Personal information
- Date of birth: 11 January 1921
- Place of birth: Tunis, French protectorate of Tunisia
- Date of death: 10 September 2013 (aged 92)
- Place of death: Cazères, Haute-Garonne, France
- Position: Forward

Senior career*
- Years: Team / Apps / (Gls)
- 1946-1947: US Cazères
- 1948-1952: Toulouse FC (1937) / 69 / (12)
- 1952-1953: US Perpignan / 15 / (4)

International career
- 1948: France Olympic

Managerial career
- FC Tarascon
- US Bagnères Luchon
- US Cazères
- AS Porto Vecchio

= Marcel Lanfranchi =

French footballer (1921–2013)

Marcel Lanfranchi (11 January 1921 – 10 September 2013) was a French footballer who played as a forward. He was part of France Football squad for the 1948 Summer Olympics alongside his brother Jean Lanfranchi.

==Personal life==
He was the older brother of Jean Lanfranchi.They were born and died in the same towns, Tunis and Cazères. They were both selected for the 1948 Football Olympic Tournament. They also both played for Toulouse FC (1937) and US Cazères and they both managed the latter.

==Club career==
Lanfranchi played from 1946 to 1948 at US Cazères. Then from 1948 to 1952 he went to Toulouse FC (1937).
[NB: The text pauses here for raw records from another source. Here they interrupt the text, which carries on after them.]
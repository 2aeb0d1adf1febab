//! Domain models for Forge
//!
//! Contains the target graph and scheduling logic without any I/O concerns.

mod context;
mod target;
mod graph;
mod schedule;

pub use context::RunContext;
pub use target::{Action, Condition, Target};
pub use graph::{EdgeKind, GraphError, TargetGraph};
pub use schedule::{plan, Plan, PlanError};
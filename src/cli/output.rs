//! Output formatting for CLI commands

use serde::Serialize;

/// Output format
#[derive(Debug, Clone, Copy, PartialEq, Eq, Default, clap::ValueEnum)]
pub enum OutputFormat {
    #[default]
    Text,
    Json,
}

/// Output helper for consistent formatting
pub struct Output {
    format: OutputFormat,
    verbose: bool,
}

impl Output {
    pub fn new(format: OutputFormat, verbose: bool) -> Self {
        Self { format, verbose }
    }

    /// Prints a success message
    pub fn success(&self, message: &str) {
        match self.format {
            OutputFormat::Text => println!("{}", message),
            OutputFormat::Json => {
                println!(
                    "{}",
                    serde_json::json!({
                        "success": true,
                        "message": message
                    })
                );
            }
        }
    }

    /// Prints an error message
    pub fn error(&self, message: &str) {
        match self.format {
            OutputFormat::Text => eprintln!("Error: {}", message),
            OutputFormat::Json => {
                eprintln!(
                    "{}",
                    serde_json::json!({
                        "success": false,
                        "error": message
                    })
                );
            }
        }
    }

    /// Prints structured data
    pub fn data<T: Serialize>(&self, data: &T) {
        let json = match self.format {
            OutputFormat::Text => serde_json::to_string_pretty(data),
            OutputFormat::Json => serde_json::to_string(data),
        };
        if let Ok(json) = json {
            println!("{}", json);
        }
    }

    /// Prints a table row (text only, ignored in JSON mode)
    pub fn row(&self, columns: &[&str]) {
        if self.format == OutputFormat::Text {
            println!("{}", columns.join("\t"));
        }
    }

    /// Prints a blank line (text only)
    pub fn blank(&self) {
        if self.format == OutputFormat::Text {
            println!();
        }
    }

    /// Returns true if using JSON format
    pub fn is_json(&self) -> bool {
        self.format == OutputFormat::Json
    }

    /// Prints a verbose debug message (only when --verbose is set)
    pub fn verbose(&self, message: &str) {
        if self.verbose {
            eprintln!("[verbose] {}", message);
        }
    }

    /// Prints a verbose debug message with context (only when --verbose is set)
    pub fn verbose_ctx(&self, context: &str, message: &str) {
        if self.verbose {
            eprintln!("[verbose:{}] {}", context, message);
        }
    }
}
He ended his career at US Perpignan in the 1952–53 season.

==International career==
Lanfranchi was selected in France Football squad for the 1948 Summer Olympics, alongside his brother Jean, but was an unused substitute for the two Games against India and Great Britain, as France were eliminated in the Quarterfinals.
He never had a cap with France.

==Managerial career==
Lanfranchi managed FC Tarascon, US Bagnères Luchon, US Cazères and AS Porto Vecchio.